Obituario
Carlos Amigo: adiós al fraile que conquistó a Sevilla
El cardenal franciscano falleció ayer a los 87 años tras complicarse una operación en el pulmón izquierdo
Don Carlos se presentó ayer sin galones en la solapa ante San Pedro. No por falta de méritos. No tenía previsto subir ni tan pronto ni tan rápido. Desolación a ras de suelo por la despedida casi inesperada del cardenal de Sevilla, sin emérito, porque nunca le jubilaron en una ciudad que no solo le adoptó, sino que le incardinó a fuego. Se lo ganó a pulso. Por hacer de la corona social el paso más importante de los que procesionan por las calles de la capital hispalense. Por poner el día el cepillo de la Iglesia, a golpe de transparencia y desprendiéndose del Palacio de San Telmo, por el que tanto suspiraban algunos, decisión que hoy aplauden. Fue el arzobispo que logró que se tratara de igual a igual a las cofrades. Pero, sobre todo, fue el pastor de su pueblo durante tres décadas. Y un paisano de Medina de Rioseco que supo llevar sus raíces recias castellanas allá por donde se le reclamara. Como él mismo asumía, siendo un fraile revestido de cardenal.
Pero se queda corto quien circunscribe sus elegios al Guadalquivir. Ya venía aprendido de Tánger, donde este franciscano desembarcó bajo las órdenes de Pablo VI. Allí fue algo más que un fontanero para purificar las maltrechas aguas de la relación con el Magreb. Sin ser nuncio, abanderó lo que hoy recoge la encíclica papal «Fratelli tutti», esa fraternidad universal que busca puentes en aras de una estabilidad tanto eclesial como institucional.

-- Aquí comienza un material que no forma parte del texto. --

//! # Configuration Management Module
//!
//! TOML configuration for the Hugoland engine and its CLI.
//!
//! ## Configuration Structure
//!
//! - [`StorageConfig`] - where and how the save blob is kept
//! - [`SchedulerConfig`] - tick rate and per-task intervals of the background systems
//! - [`GameConfig`] - tunables applied to the game state at startup
//! - [`LoggingConfig`] - log level and optional log file
//!
//! Every section and field is optional in the file; anything missing takes its default.
//!
//! ## Usage
//!
//! ```rust,no_run
//! use hugoland::config::Config;
//!
//! #[tokio::main]
//! async fn main() -> anyhow::Result<()> {
//!     Config::create_default("hugoland.toml").await?;
//!     let config = Config::load("hugoland.toml").await?;
//!     println!("Saves live in {}", config.storage.data_dir);
//!     Ok(())
//! }
//! ```
//!
//! ## Configuration File Format
//!
//! ```toml
//! [storage]
//! data_dir = "./data"
//! state_key = "hugoland_game_state"
//! backend = "sled"
//!
//! [scheduler]
//! tick_ms = 1000
//! gem_trickle_secs = 60
//!
//! [game]
//! max_offline_hours = 8
//! market_refresh_minutes = 5
//!
//! [logging]
//! level = "info"
//! ```

use anyhow::{anyhow, Result};
use serde::{Deserialize, Serialize};
use std::path::PathBuf;
use tokio::fs;

#[derive(Debug, Clone, Serialize, Deserialize, Default)]
#[serde(default)]
pub struct Config {
    pub storage: StorageConfig,
    pub scheduler: SchedulerConfig,
    pub game: GameConfig,
    pub logging: LoggingConfig,
}

#[derive(Debug, Clone, Copy, PartialEq, Eq, Serialize, Deserialize, Default)]
#[serde(rename_all = "lowercase")]
pub enum StorageBackend {
    /// Sled database under `data_dir`.
    #[default]
    Sled,
    /// Process-local map; nothing survives a restart.
    Memory,
}

#[derive(Debug, Clone, Serialize, Deserialize)]
#[serde(default)]
pub struct StorageConfig {
    pub data_dir: String,
    /// Key under which the save blob is stored.
    pub state_key: String,
    pub backend: StorageBackend,
}

impl Default for StorageConfig {
    fn default() -> Self {
        Self {
            data_dir: "./data".to_string(),
            state_key: "hugoland_game_state".to_string(),
            backend: StorageBackend::Sled,
        }
    }
}

impl StorageConfig {
    /// Directory of the sled database.
    pub fn db_path(&self) -> PathBuf {
        PathBuf::from(&self.data_dir).join("hugoland.sled")
    }
}

/// Intervals of the background systems. All values in seconds except `tick_ms`.
#[derive(Debug, Clone, Serialize, Deserialize)]
#[serde(default)]
pub struct SchedulerConfig {
    /// How often the runtime checks for due tasks.
    pub tick_ms: u64,
    pub play_time_secs: u64,
    pub gem_trickle_secs: u64,
    pub garden_secs: u64,
    pub market_secs: u64,
    pub daily_reward_secs: u64,
    pub time_attack_secs: u64,
}

impl Default for SchedulerConfig {
    fn default() -> Self {
        Self {
            tick_ms: 1000,
            play_time_secs: 1,
            gem_trickle_secs: 60,
            garden_secs: 60,
            market_secs: 1,
            daily_reward_secs: 60,
            time_attack_secs: 1,
        }
    }
}

#[derive(Debug, Clone, Serialize, Deserialize)]
#[serde(default)]
pub struct GameConfig {
    /// Cap on credited offline time.
    pub max_offline_hours: u32,
    /// Lifetime of one set of market offers.
    pub market_refresh_minutes: u32,
}

impl Default for GameConfig {
    fn default() -> Self {
        Self {
            max_offline_hours: 8,
            market_refresh_minutes: 5,
        }
    }
}

#[derive(Debug, Clone, Serialize, Deserialize)]
#[serde(default)]
pub struct LoggingConfig {
    pub level: String,
    pub file: Option<String>,
}

impl Default for LoggingConfig {
    fn default() -> Self {
        Self {
            level: "info".to_string(),
            file: None,
        }
    }
}

impl Config {
    /// Load configuration from a file
    pub async fn load(path: &str) -> Result<Self> {
        let content = fs::read_to_string(path)
            .await
            .map_err(|e| anyhow!("Failed to read config file {}: {}", path, e))?;

        let config: Config = toml::from_str(&content)
            .map_err(|e| anyhow!("Failed to parse config file {}: {}", path, e))?;

        config.validate()?;
        Ok(config)
    }

    /// Create a default configuration file
    pub async fn create_default(path: &str) -> Result<()> {
        let config = Config::default();
        let content = toml::to_string_pretty(&config)
            .map_err(|e| anyhow!("Failed to serialize default config: {}", e))?;

        fs::write(path, content)
            .await
            .map_err(|e| anyhow!("Failed to write config file {}: {}", path, e))?;

        Ok(())
    }

    /// Reject values that would stall the scheduler or make saves unaddressable.
    pub fn validate(&self) -> Result<()> {
        if self.storage.state_key.trim().is_empty() {
            return Err(anyhow!("storage.state_key must not be empty"));
        }
        let s = &self.scheduler;
        let intervals = [
            ("tick_ms", s.tick_ms),
            ("play_time_secs", s.play_time_secs),
            ("gem_trickle_secs", s.gem_trickle_secs),
            ("garden_secs", s.garden_secs),
            ("market_secs", s.market_secs),
            ("daily_reward_secs", s.daily_reward_secs),
            ("time_attack_secs", s.time_attack_secs),
        ];
        if let Some((name, _)) = intervals.iter().find(|(_, v)| *v == 0) {
            return Err(anyhow!("scheduler.{} must be greater than zero", name));
        }
        if self.game.market_refresh_minutes == 0 {
            return Err(anyhow!("game.market_refresh_minutes must be greater than zero"));
        }
        Ok(())
    }
}

#[cfg(test)]
mod tests {
    use super::*;

    #[test]
    fn test_defaults() {
        let config = Config::default();
        assert_eq!(config.storage.backend, StorageBackend::Sled);
        assert_eq!(config.scheduler.gem_trickle_secs, 60);
        assert_eq!(config.game.max_offline_hours, 8);
        assert!(config.validate().is_ok());
    }

    #[test]
    fn test_partial_file_uses_defaults() {
        let config: Config = toml::from_str(
            r#"
            [storage]
            backend = "memory"

            [game]
            max_offline_hours = 2
            "#,
        )
        .unwrap();
        assert_eq!(config.storage.backend, StorageBackend::Memory);
        assert_eq!(config.storage.state_key, "hugoland_game_state");
        assert_eq!(config.game.max_offline_hours, 2);
        assert_eq!(config.game.market_refresh_minutes, 5);
        assert_eq!(config.logging.level, "info");
    }

    #[test]
    fn test_zero_interval_rejected() {
        let mut config = Config::default();
        config.scheduler.garden_secs = 0;
        let err = config.validate().unwrap_err().to_string();
        assert!(err.contains("garden_secs"));
    }

    #[test]
    fn test_round_trip_toml() {
        let config = Config::default();
        let text = toml::to_string_pretty(&config).unwrap();
        let back: Config = toml::from_str(&text).unwrap();
        assert_eq!(back.storage.data_dir, config.storage.data_dir);
        assert_eq!(back.scheduler.tick_ms, config.scheduler.tick_ms);
    }
}
// Random operation sequences must never break the state invariants, and every rejected
// operation must leave the state exactly as it was.

mod common;

use chrono::Duration;
use common::{rng, t0};
use hugoland::game::snapshot::{decode, encode, invariant_violations};
use hugoland::game::stats::derive_stats;
use hugoland::game::{
    ActionResult, Cheat, GameState, ItemKind, ModeKind, ResearchTrack, Skill,
};
use rand::rngs::StdRng;
use rand::Rng;

fn pick_item(s: &GameState, kind: ItemKind, rng: &mut StdRng) -> String {
    let items = s.inventory.items(kind);
    if items.is_empty() || rng.gen_bool(0.1) {
        return "missing".to_string();
    }
    items[rng.gen_range(0..items.len())].id.clone()
}

fn pick_relic(s: &GameState, rng: &mut StdRng, from_market: bool) -> String {
    let pool = if from_market {
        &s.yojef_market.items
    } else {
        &s.inventory.relics
    };
    if pool.is_empty() || rng.gen_bool(0.1) {
        return "missing".to_string();
    }
    pool[rng.gen_range(0..pool.len())].id.clone()
}

/// Run one random operation. Returns `Some(rejected)` for fallible operations.
fn random_step(s: &mut GameState, rng: &mut StdRng, step: i64) -> Option<bool> {
    let now = t0() + Duration::minutes(step * 7);
    let kind = if rng.gen_bool(0.5) {
        ItemKind::Weapon
    } else {
        ItemKind::Armor
    };
    fn rejected<T>(r: ActionResult<T>) -> Option<bool> {
        Some(r.is_err())
    }

    match rng.gen_range(0..26) {
        0..=4 => {
            if s.in_combat {
                let correct = rng.gen_bool(0.7);
                rejected(s.resolve_answer(correct, Some("Science"), rng, now))
            } else {
                rejected(s.start_combat(rng))
            }
        }
        5 => {
            let cost = [0u64, 50, 100, 250, 500, 1000][rng.gen_range(0..6)];
            rejected(s.open_chest(cost, rng, now))
        }
        6 => {
            let id = pick_item(s, kind, rng);
            rejected(s.equip_item(kind, &id))
        }
        7 => {
            let id = pick_item(s, kind, rng);
            rejected(s.upgrade_item(kind, &id))
        }
        8 => {
            let id = pick_item(s, kind, rng);
            rejected(s.sell_item(kind, &id))
        }
        9 => {
            let ids: Vec<String> = (0..rng.gen_range(0..3))
                .map(|_| pick_item(s, kind, rng))
                .collect();
            if rng.gen_bool(0.5) {
                rejected(s.bulk_sell(kind, &ids))
            } else {
                rejected(s.bulk_upgrade(kind, &ids))
            }
        }
        10 => {
            let track = ResearchTrack::ALL[rng.gen_range(0..3)];
            rejected(s.upgrade_research(track, now))
        }
        11 => {
            let (x, y) = (rng.gen_range(0..10), rng.gen_range(0..10));
            s.mine_gem(x, y, rng);
            None
        }
        12 => rejected(s.exchange_shiny_gems(rng.gen_range(0..4))),
        13 => {
            let id = pick_relic(s, rng, true);
            rejected(s.purchase_relic(&id, now))
        }
        14 => {
            let id = pick_relic(s, rng, false);
            rejected(s.equip_relic(&id))
        }
        15 => {
            let id = pick_relic(s, rng, false);
            rejected(s.unequip_relic(&id))
        }
        16 => {
            let id = pick_relic(s, rng, false);
            rejected(s.upgrade_relic(&id))
        }
        17 => {
            let id = pick_relic(s, rng, false);
            rejected(s.sell_relic(&id))
        }
        18 => {
            let mode = [
                ModeKind::Normal,
                ModeKind::Blitz,
                ModeKind::Bloodlust,
                ModeKind::Crazy,
                ModeKind::Survival,
                ModeKind::TimeAttack,
                ModeKind::Boss,
            ][rng.gen_range(0..7)];
            rejected(s.set_game_mode(mode))
        }
        19 => {
            s.refresh_market(rng, now, Duration::minutes(5));
            s.check_daily_reward(now);
            s.garden_tick(now);
            s.gem_trickle(1);
            s.time_attack_tick(rng.gen_range(1..30));
            s.calculate_offline_progress(now);
            if rng.gen_bool(0.05) {
                s.toggle_cheat(Cheat::InfiniteGems);
            }
            None
        }
        20 => rejected(s.claim_daily_reward(rng, now)),
        21 => {
            if rng.gen_bool(0.5) {
                rejected(s.plant_seed(now))
            } else {
                let hours = [12u32, 24, 72, 168, 720][rng.gen_range(0..5)];
                rejected(s.buy_water(hours, now))
            }
        }
        22 => {
            let skill = [Skill::CombatMastery, Skill::StreakMaster, Skill::HealthRegeneration]
                [rng.gen_range(0..3)];
            rejected(s.upgrade_skill(skill))
        }
        23 => rejected(s.claim_offline_rewards()),
        24 => {
            let id = pick_item(s, kind, rng);
            rejected(s.discard_item(kind, &id))
        }
        _ => rejected(s.prestige(now)),
    }
}

#[test]
fn random_sequences_preserve_invariants() {
    for seed in 0..24u64 {
        let mut rng = rng(seed);
        let mut s = GameState::new();
        s.coins = 20_000;
        s.gems = 2_000;
        s.shiny_gems = 5;

        for step in 0..400 {
            let before = s.clone();
            let outcome = random_step(&mut s, &mut rng, step);

            if outcome == Some(true) {
                assert_eq!(s, before, "seed {} step {}: rejected op changed state", seed, step);
            }
            let problems = invariant_violations(&s);
            assert!(problems.is_empty(), "seed {} step {}: {:?}", seed, step, problems);
            assert!(s.inventory.equipped_relics.len() <= 5);
            assert!(s.player_stats.hp <= s.player_stats.max_hp);
        }
    }
}

#[test]
fn recompute_is_idempotent_after_random_play() {
    let mut rng = rng(77);
    let mut s = GameState::new();
    s.coins = 50_000;
    s.gems = 5_000;
    for step in 0..300 {
        random_step(&mut s, &mut rng, step);
    }
    s.recompute_stats();
    let once = s.player_stats.clone();
    s.recompute_stats();
    assert_eq!(s.player_stats, once);
}

#[test]
fn save_round_trip_keeps_derived_stats_after_random_play() {
    let mut rng = rng(123);
    let mut s = GameState::new();
    s.coins = 50_000;
    s.gems = 5_000;
    for step in 0..300 {
        random_step(&mut s, &mut rng, step);
    }
    let derived = derive_stats(&s);
    let bytes = encode(&s, t0()).unwrap();
    let loaded = decode(&bytes).unwrap();
    assert_eq!(derive_stats(&loaded.state), derived);
    assert!(loaded.fallbacks.is_empty());
}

Pero, el cardenal Amigo fue sobre todo un hombre de palabra. Y de la Palabra. El eco que generaba en cualquier auditorio o catedral cada vez que entonaba una homilía o se lanzaba con una conferencia que, en boca de otro anestesiaría al personal y que en sus manos se convertía en un impulso evangelizador en tiempos de sequía secularizadora. Sentaba cátedra solo por la musicalidad de una voz tan rotunda como su planta. Pero sin amedrentar, porque sabía del poder del bisbiseo y detenerse en la sílaba en la que tocaba recrearse. No por engolamiento personal, sino para poner la atención del otro en el Otro. Porque Don Carlos no se buscaba, simplemente se sabía mediador de un Jesús de Nazaret que logró colar lo mismo en despachos de alcaldes que en sacristías nostálgicas que remozó. Orador como pocos. Predicador como nadie entre los eclesiásticos. Y también mediador. Nunca se utilizó la calle de en medio para evitar el conflicto, pero sabía decir lo que había que decir sin generar un tsunami, lo mismo se sentara frente al político anticlerical de turno, que ante un cardenal que cuestionara a los misioneros o a los religiosos, de los que fue guardaespaldas en la Conferencia Episcopal.

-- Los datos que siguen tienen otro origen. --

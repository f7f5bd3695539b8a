//! Test utilities & fixtures shared by the integration tests.

use chrono::{DateTime, TimeZone, Utc};
use hugoland::config::{Config, StorageBackend};
use hugoland::game::generator::generate_relic;
use hugoland::game::{GameState, Relic};
use hugoland::runtime::{GameHandle, GameRuntime, ManualClock};
use hugoland::storage::{MemoryStore, Persistence, SledStore};
use rand::rngs::StdRng;
use rand::SeedableRng;
use std::sync::Arc;

/// Fixed starting instant for time-dependent tests.
#[allow(dead_code)]
pub fn t0() -> DateTime<Utc> {
    Utc.with_ymd_and_hms(2024, 5, 4, 9, 0, 0).unwrap()
}

#[allow(dead_code)]
pub fn rng(seed: u64) -> StdRng {
    StdRng::seed_from_u64(seed)
}

/// A fresh game with deep pockets.
#[allow(dead_code)]
pub fn rich_state() -> GameState {
    let mut state = GameState::new();
    state.coins = 1_000_000;
    state.gems = 1_000_000;
    state
}

/// `n` generated relics, owned but not equipped.
#[allow(dead_code)]
pub fn owned_relics(state: &mut GameState, n: usize, seed: u64) -> Vec<Relic> {
    let mut rng = rng(seed);
    let relics: Vec<Relic> = (0..n).map(|_| generate_relic(&mut rng)).collect();
    state.inventory.relics.extend(relics.iter().cloned());
    relics
}

#[allow(dead_code)]
pub fn memory_persistence() -> Persistence {
    Persistence::new(Arc::new(MemoryStore::new()), "test_save")
}

#[allow(dead_code)]
pub fn sled_persistence(dir: &std::path::Path) -> Persistence {
    Persistence::new(Arc::new(SledStore::open(dir).unwrap()), "test_save")
}

/// Config whose interval tick only fires once at startup, so periodic tasks run on
/// explicit `tick()` calls.
#[allow(dead_code)]
pub fn quiet_config() -> Config {
    let mut config = Config::default();
    config.storage.backend = StorageBackend::Memory;
    config.scheduler.tick_ms = 3_600_000;
    config
}

#[allow(dead_code)]
pub async fn start_runtime(persistence: Persistence, clock: &ManualClock) -> GameHandle {
    GameRuntime::start_with_rng(&quiet_config(), persistence, Arc::new(clock.clone()), rng(99))
        .await
        .unwrap()
}
use thiserror::Error;

/// Infrastructure failures: storage, encoding and the runtime itself.
///
/// Rule violations inside the game are [`ActionError`](crate::game::ActionError), not this.
#[derive(Debug, Error)]
pub enum GameError {
    /// Wrapper around sled's error type.
    #[error("sled error: {0}")]
    Sled(#[from] sled::Error),

    /// Wrapper around JSON encoding and decoding errors.
    #[error("serialization error: {0}")]
    Json(#[from] serde_json::Error),

    /// Wrapper around IO errors (data directory creation, etc.).
    #[error("io error: {0}")]
    Io(#[from] std::io::Error),

    /// Returned when a save blob cannot be brought up to the current format.
    #[error("migration error: {0}")]
    Migration(String),

    /// The runtime actor has stopped and no longer accepts commands.
    #[error("game runtime is closed")]
    RuntimeClosed,

    /// Internal error (task join errors, unexpected conditions)
    #[error("internal error: {0}")]
    Internal(String),
}

pub type GameResult<T> = Result<T, GameError>;
//! Derived-stat recomputation.
//!
//! `atk`, `def` and `max_hp` are never edited directly; they are rebuilt from base stats,
//! equipped gear, equipped relics, research, the garden bonus and the active mode.

use super::formulas::research_bonus;
use super::types::{GameState, ItemKind, ModeKind};

/// The three derived numbers produced by [`derive_stats`].
#[derive(Debug, Clone, Copy, PartialEq, Eq)]
pub struct DerivedStats {
    pub atk: u64,
    pub def: u64,
    pub max_hp: u64,
}

/// Atk/def/hp multipliers before flooring. Research and garden percentages are summed
/// first, then the mode modifier is applied on top.
pub fn stat_multipliers(state: &GameState) -> (f64, f64, f64) {
    let garden = state.garden_of_growth.total_growth_bonus;
    let mut atk = 1.0 + (research_bonus(state.research.atk.level) + garden) / 100.0;
    let mut def = 1.0 + (research_bonus(state.research.def.level) + garden) / 100.0;
    let mut hp = 1.0 + (research_bonus(state.research.hp.level) + garden) / 100.0;

    match state.game_mode.current {
        ModeKind::Bloodlust => {
            atk *= 2.0;
            def *= 0.5;
            hp *= 0.5;
        }
        ModeKind::Crazy => {
            atk *= 0.5;
            def *= 0.5;
            hp *= 0.5;
        }
        _ => {}
    }
    (atk, def, hp)
}

pub fn derive_stats(state: &GameState) -> DerivedStats {
    let inv = &state.inventory;
    let weapon_atk = inv.equipped(ItemKind::Weapon).map_or(0, |w| w.stat_bonus());
    let armor_def = inv.equipped(ItemKind::Armor).map_or(0, |a| a.stat_bonus());

    let mut relic_atk = 0;
    let mut relic_def = 0;
    for relic in inv.equipped_relic_items() {
        match relic.kind {
            ItemKind::Weapon => relic_atk += relic.stat_bonus(),
            ItemKind::Armor => relic_def += relic.stat_bonus(),
        }
    }

    let (atk_mult, def_mult, hp_mult) = stat_multipliers(state);
    let base = &state.player_stats;
    DerivedStats {
        atk: ((base.base_atk + weapon_atk + relic_atk) as f64 * atk_mult).floor() as u64,
        def: ((base.base_def + armor_def + relic_def) as f64 * def_mult).floor() as u64,
        max_hp: (base.base_hp as f64 * hp_mult).floor() as u64,
    }
}

impl GameState {
    /// Rebuild derived stats and clamp hp into `[0, max_hp]`. Idempotent.
    pub fn recompute_stats(&mut self) {
        let derived = derive_stats(self);
        let stats = &mut self.player_stats;
        stats.atk = derived.atk;
        stats.def = derived.def;
        stats.max_hp = derived.max_hp;
        stats.hp = stats.hp.min(derived.max_hp);
    }
}

#[cfg(test)]
mod tests {
    use super::*;
    use crate::game::types::{Item, Rarity, Relic};

    fn item(kind: ItemKind, base: u64, level: u32) -> Item {
        Item {
            id: format!("{}-{}", kind.as_str(), base),
            name: "Test".into(),
            kind,
            rarity: Rarity::Common,
            base_stat: base,
            level,
            upgrade_cost: 5,
            sell_price: 25,
            durability: 100,
            max_durability: 100,
            enchanted: false,
        }
    }

    fn relic(id: &str, kind: ItemKind, base: u64, level: u32) -> Relic {
        Relic {
            id: id.into(),
            name: "Relic".into(),
            kind,
            rarity: Rarity::Rare,
            base_stat: base,
            level,
            cost: 100,
            upgrade_cost: 50,
            sell_price: 50,
        }
    }

    #[test]
    fn fresh_state_has_base_stats() {
        let mut s = GameState::default();
        s.recompute_stats();
        assert_eq!(s.player_stats.atk, 50);
        assert_eq!(s.player_stats.def, 0);
        assert_eq!(s.player_stats.max_hp, 200);
    }

    #[test]
    fn gear_relics_research_and_garden_combine() {
        let mut s = GameState::default();
        let w = item(ItemKind::Weapon, 20, 3); // 20 + 2*10 = 40
        let a = item(ItemKind::Armor, 10, 2); // 10 + 5 = 15
        s.inventory.current_weapon = Some(w.id.clone());
        s.inventory.current_armor = Some(a.id.clone());
        s.inventory.weapons.push(w);
        s.inventory.armor.push(a);
        s.inventory.relics.push(relic("r1", ItemKind::Weapon, 40, 2)); // 62
        s.inventory.relics.push(relic("r2", ItemKind::Armor, 20, 1)); // 20
        s.inventory.equipped_relics = vec!["r1".into(), "r2".into()];
        s.research.atk.level = 2; // +20%
        s.garden_of_growth.total_growth_bonus = 10.0; // +10%
        s.recompute_stats();
        // (50 + 40 + 62) * 1.3 = 197.6
        assert_eq!(s.player_stats.atk, 197);
        // (0 + 15 + 20) * 1.1 = 38.5
        assert_eq!(s.player_stats.def, 38);
        // 200 * 1.1
        assert_eq!(s.player_stats.max_hp, 220);
    }

    #[test]
    fn modes_modify_multipliers() {
        let mut s = GameState::default();
        s.game_mode.current = ModeKind::Bloodlust;
        s.recompute_stats();
        assert_eq!(s.player_stats.atk, 100);
        assert_eq!(s.player_stats.max_hp, 100);
        assert_eq!(s.player_stats.hp, 100);

        s.game_mode.current = ModeKind::Crazy;
        s.recompute_stats();
        assert_eq!(s.player_stats.atk, 25);
        assert_eq!(s.player_stats.max_hp, 100);
    }

    #[test]
    fn recompute_is_idempotent() {
        let mut s = GameState::default();
        s.research.hp.level = 3;
        s.garden_of_growth.total_growth_bonus = 12.5;
        s.recompute_stats();
        let once = s.clone();
        s.recompute_stats();
        assert_eq!(s, once);
    }
}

El birrete cardenalicio se lo ganó a pulso de la mano de Juan Pablo II. Y si sonó en su primer cónclave como papable, en el segundo fue algo más que un prescriptor de Jorge Mario Bergoglio. Porque Don Carlos sentaba cátedra sin buscarlo. Nunca lo confesó abiertamente, pero votó por su amigo argentino, ese con el que había trabajado codo con codo en no pocas comisiones vaticanas del continente latinoamericano.
Nunca uso el báculo y la mitra por decreto. No le hizo falta, porque su autoridad desde el ejemplo resultaba lo suficientemente convincente como para que hoy se le llore, lo mismo en una cárcel que en la hermandad de Los Negritos. Lo mismo se siente su pérdida en la revista «Vida Nueva» que el rostro entristecido del hermano Pablo. Lo mismo se le reza en el convento de sor Ángela de la Cruz que en la Plenaria de los obispos, que saben del vacío que deja ese Amigo que se va.